# WORK TO BE COMPLETED
Go to the line holding "entry set to the" in the entries below and write out exactly every line down to and including the line holding "must be ASCII;".
= Beginning of Section =
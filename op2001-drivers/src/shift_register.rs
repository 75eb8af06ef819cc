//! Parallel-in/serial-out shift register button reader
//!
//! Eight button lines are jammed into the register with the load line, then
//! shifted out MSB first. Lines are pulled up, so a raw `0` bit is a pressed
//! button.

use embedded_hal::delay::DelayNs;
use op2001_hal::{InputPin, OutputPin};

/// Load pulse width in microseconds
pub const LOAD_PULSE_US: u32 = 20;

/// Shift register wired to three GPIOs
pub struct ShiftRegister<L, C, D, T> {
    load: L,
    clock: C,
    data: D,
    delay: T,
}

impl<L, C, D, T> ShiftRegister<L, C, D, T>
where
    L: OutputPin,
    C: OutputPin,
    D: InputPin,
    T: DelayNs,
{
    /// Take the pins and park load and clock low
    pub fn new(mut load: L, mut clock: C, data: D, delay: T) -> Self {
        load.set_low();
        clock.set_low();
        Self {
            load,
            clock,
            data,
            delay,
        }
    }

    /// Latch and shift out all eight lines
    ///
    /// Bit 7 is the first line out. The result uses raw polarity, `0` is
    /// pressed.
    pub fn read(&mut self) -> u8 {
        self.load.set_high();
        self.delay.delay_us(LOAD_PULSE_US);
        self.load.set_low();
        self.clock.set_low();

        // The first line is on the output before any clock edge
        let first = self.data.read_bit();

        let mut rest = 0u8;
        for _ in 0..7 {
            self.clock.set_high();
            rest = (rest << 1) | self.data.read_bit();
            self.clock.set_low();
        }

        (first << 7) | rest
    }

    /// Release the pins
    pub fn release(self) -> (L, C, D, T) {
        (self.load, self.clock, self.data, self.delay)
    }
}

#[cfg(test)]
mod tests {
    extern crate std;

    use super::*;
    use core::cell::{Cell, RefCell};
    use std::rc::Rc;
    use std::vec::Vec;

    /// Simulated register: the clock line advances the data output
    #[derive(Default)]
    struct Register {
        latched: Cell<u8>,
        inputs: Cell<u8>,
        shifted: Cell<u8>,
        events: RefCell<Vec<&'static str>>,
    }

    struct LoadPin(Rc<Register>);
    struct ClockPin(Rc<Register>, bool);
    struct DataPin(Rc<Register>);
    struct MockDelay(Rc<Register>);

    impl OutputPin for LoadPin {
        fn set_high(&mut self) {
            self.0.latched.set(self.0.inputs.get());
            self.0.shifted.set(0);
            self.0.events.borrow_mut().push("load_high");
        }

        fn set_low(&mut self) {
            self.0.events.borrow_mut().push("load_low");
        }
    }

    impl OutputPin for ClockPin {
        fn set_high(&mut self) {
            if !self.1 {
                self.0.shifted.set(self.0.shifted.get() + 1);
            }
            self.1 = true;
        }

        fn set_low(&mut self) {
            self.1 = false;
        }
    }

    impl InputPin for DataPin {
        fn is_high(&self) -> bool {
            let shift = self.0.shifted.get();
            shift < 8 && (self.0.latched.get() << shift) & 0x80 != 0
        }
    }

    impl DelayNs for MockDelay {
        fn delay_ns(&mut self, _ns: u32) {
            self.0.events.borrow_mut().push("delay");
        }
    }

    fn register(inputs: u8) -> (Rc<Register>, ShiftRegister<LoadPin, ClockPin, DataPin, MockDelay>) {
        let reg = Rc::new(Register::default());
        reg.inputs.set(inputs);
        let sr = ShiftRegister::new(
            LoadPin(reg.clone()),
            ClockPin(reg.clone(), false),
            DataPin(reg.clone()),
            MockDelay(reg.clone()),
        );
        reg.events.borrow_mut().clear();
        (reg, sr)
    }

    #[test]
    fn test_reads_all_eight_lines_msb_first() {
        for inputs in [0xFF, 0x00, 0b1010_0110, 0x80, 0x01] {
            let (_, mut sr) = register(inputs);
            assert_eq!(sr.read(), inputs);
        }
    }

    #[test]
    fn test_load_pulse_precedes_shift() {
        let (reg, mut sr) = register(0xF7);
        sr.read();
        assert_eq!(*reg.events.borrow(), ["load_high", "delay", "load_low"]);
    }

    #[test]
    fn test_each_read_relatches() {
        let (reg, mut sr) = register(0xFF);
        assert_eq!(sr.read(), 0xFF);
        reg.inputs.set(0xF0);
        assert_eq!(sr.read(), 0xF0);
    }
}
= End of Section =
= Beginning of Section =
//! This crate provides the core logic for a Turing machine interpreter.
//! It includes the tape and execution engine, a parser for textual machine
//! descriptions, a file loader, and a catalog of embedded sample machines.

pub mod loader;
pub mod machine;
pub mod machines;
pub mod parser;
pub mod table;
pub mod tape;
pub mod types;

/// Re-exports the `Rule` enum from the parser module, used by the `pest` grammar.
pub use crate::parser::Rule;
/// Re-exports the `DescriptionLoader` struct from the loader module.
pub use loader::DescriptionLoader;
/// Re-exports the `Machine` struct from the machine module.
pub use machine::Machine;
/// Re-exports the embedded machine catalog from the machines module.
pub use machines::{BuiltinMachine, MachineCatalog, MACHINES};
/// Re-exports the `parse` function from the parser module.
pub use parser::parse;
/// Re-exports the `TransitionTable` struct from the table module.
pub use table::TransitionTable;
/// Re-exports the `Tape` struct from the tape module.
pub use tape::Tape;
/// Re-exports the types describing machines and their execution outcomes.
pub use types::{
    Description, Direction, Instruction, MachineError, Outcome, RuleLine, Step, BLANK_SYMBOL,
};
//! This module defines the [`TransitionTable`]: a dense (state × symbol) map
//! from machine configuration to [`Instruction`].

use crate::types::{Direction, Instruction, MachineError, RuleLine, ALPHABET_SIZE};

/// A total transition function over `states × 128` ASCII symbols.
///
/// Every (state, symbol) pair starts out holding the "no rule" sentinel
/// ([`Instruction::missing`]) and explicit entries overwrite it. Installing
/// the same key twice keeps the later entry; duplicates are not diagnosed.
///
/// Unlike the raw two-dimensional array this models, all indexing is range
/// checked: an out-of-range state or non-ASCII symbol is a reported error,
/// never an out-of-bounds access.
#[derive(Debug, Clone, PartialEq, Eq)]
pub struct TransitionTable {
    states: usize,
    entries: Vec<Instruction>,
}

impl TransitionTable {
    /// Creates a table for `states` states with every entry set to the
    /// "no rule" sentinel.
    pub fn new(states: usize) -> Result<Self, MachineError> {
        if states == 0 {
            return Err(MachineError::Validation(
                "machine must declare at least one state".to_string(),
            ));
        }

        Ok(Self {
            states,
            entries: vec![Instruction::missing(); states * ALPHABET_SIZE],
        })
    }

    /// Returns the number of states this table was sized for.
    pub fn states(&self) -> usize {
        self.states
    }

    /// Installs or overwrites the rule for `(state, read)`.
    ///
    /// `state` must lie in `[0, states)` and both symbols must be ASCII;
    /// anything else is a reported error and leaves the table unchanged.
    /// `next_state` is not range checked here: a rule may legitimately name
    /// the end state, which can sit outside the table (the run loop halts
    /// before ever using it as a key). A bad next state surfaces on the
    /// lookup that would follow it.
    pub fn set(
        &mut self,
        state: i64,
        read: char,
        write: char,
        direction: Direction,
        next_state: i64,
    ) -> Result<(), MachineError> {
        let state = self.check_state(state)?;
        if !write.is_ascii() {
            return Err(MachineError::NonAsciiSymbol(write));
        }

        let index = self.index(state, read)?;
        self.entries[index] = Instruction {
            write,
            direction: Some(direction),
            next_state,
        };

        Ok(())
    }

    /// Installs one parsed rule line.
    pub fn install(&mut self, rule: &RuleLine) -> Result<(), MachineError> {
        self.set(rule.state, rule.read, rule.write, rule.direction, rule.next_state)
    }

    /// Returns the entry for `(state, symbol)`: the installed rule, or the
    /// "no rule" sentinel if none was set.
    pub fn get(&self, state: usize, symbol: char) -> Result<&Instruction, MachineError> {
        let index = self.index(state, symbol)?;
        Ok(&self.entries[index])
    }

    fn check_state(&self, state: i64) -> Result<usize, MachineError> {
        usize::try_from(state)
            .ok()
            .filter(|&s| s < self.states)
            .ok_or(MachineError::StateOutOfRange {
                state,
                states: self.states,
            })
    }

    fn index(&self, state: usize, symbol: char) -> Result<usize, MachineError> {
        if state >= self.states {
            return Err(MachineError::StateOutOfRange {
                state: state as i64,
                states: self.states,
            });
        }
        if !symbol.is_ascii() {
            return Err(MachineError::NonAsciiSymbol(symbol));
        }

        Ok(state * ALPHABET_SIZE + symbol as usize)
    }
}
= End of Section =
# TASK SOLUTION
    /// Creates a table for `states` states with every entry set to the
    /// "no rule" sentinel.
    pub fn new(states: usize) -> Result<Self, MachineError> {
        if states == 0 {
            return Err(MachineError::Validation(
                "machine must declare at least one state".to_string(),
            ));
        }

        Ok(Self {
            states,
            entries: vec![Instruction::missing(); states * ALPHABET_SIZE],
        })
    }

    /// Returns the number of states this table was sized for.
    pub fn states(&self) -> usize {
        self.states
    }

    /// Installs or overwrites the rule for `(state, read)`.
    ///
    /// `state` must lie in `[0, states)` and both symbols must be ASCII;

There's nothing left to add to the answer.